Jaime walked back downstairs to his new room, wondering about the fact that Srikkanth had noticed he was shirtless and cared enough to say something about it, even teasingly. He knew what he wanted the observation to mean, but he didn’t figure it was terribly realistic. They’d been very clear about their boundaries when they’d moved in together. Still, a man could hope, couldn’t he? Pulling a clean sweatshirt over his head, he went out into the kitchen to help Sri clean up.
“Damn, this armoire is heavy,” Jaime grunted as they maneuvered the piece of furniture up the stairs.
“It’s solid cherry,” Srikkanth reminded him, his voice strained as they pushed and pulled on the box, trying to get it up to Sophie’s nursery. “Maybe we should’ve bought something cheaper.”
With a final heave, they pushed the chest into the upstairs hallway. “If we had, we’d only end up replacing it in a couple of years,” Jaime reminded him. “Yes, it’s heavy, but it’s good quality. And it’s the biggest piece. The rest should be easier.”
Srikkanth wasn’t sure about that, but they’d see how it went. He grabbed his utility knife and cut away the cardboard box around the armoire so they could position it in one corner of Sophie’s bedroom. Another trip brought up the chest of drawers that also doubled as a changing table. They brought up the bed on the final trip, setting out all the pieces so they could assemble it.
“This is going to be one of those projects that takes forever, isn’t it?” Jaime groused.

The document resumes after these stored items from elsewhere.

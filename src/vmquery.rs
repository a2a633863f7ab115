// Copyright 2026. The capmap developers
//
// Licensed under the Apache License, Version 2.0, <LICENSE-APACHE or
// http://apache.org/licenses/LICENSE-2.0> or the MIT license <LICENSE-MIT or
// http://opensource.org/licenses/MIT>, at your option. This file may not be
// copied, modified, or distributed except according to those terms.

//! The OS virtual-memory query used to seed the default inclusion set.
//!
//! Only CheriBSD has pages with capability-read protection, so the query
//! is only available on FreeBSD targets; elsewhere this module offers just
//! the error type and embedders seed the inclusion set themselves (the
//! simulator exposes [`vmmap`][crate::sim::SimSpace::vmmap] for that).

#[derive(Debug, onlyerror::Error)]
pub enum Error {
    /// The virtual-memory query was refused by the OS
    Io(#[from] std::io::Error),
}

/// All mapped regions of the current process from which capabilities could
/// be loaded, at the page-table level: pages protected both readable and
/// capability-readable.
#[cfg(target_os = "freebsd")]
pub fn read_cap_mappings() -> Result<crate::SparseRange, Error> {
    use crate::{Range, SparseRange};

    // CheriBSD extends the kinfo protection bits; these are not in the
    // stock sys/user.h and so not in the libc crate.
    const KVME_PROT_READ: libc::c_int = 0x1;
    const KVME_PROT_READ_CAP: libc::c_int = 0x10;
    const WANTED: libc::c_int = KVME_PROT_READ | KVME_PROT_READ_CAP;

    // Safety: kinfo_getvmmap allocates a buffer of `count` entries for the
    // given pid, or returns null; the buffer is owned by us and must be
    // released with free().
    unsafe {
        let mut count: libc::c_int = 0;
        let entries = libc::kinfo_getvmmap(libc::getpid(), &mut count);
        if entries.is_null() {
            return Err(std::io::Error::last_os_error().into());
        }

        let mut map = SparseRange::new();
        for i in 0..count as usize {
            let entry = &*entries.add(i);
            if entry.kve_protection & WANTED == WANTED {
                map.combine(Range::from_base_limit(
                    entry.kve_start as u64,
                    entry.kve_end as u64,
                ));
            }
        }

        libc::free(entries.cast());
        Ok(map)
    }
}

“It might be,” Srikkanth shrugged, “but Sophie will be far more comfortable here than in that little napper. I can’t believe she’s almost outgrown it already. She’s only two months old.”
“Babies grow fast,” Jaime said. “And she’s eating well, so there’s no reason she shouldn’t. I think I remember reading that most babies double their weight by the time they’re six months old.”
Srikkanth shook his head. “We’ll have to get new clothes for her before long.”
“Let’s see if the ones she has will last until it warms up a little more. That way we can buy spring and summer
things in the next size. They’ll last longer that way.”
“Makes sense.”
They spread the directions out on the floor and started assembling the bed, attaching the side rails to the headboard and footboard with long screws and then positioning the bedsprings at the highest level so they could reach her easily while still supporting her head. Finally, they got the bed together and the sheets on the mattress. “I think everything’s ready,” Jaime declared. “Now she just needs to wake up so we can show her her new room.”
As if on cue, Sophie started fussing in the other room. Laughing, the two men went into Srikkanth’s bedroom. “You do the honors,” Jaime said. “She’s your daughter.”
“Come here, Sophie,” Srikkanth said with a smile, picking her up. “Do you want to see the room Uncle Jaime and I made for you?”
“What’s she going to call you?” Jaime interrupted.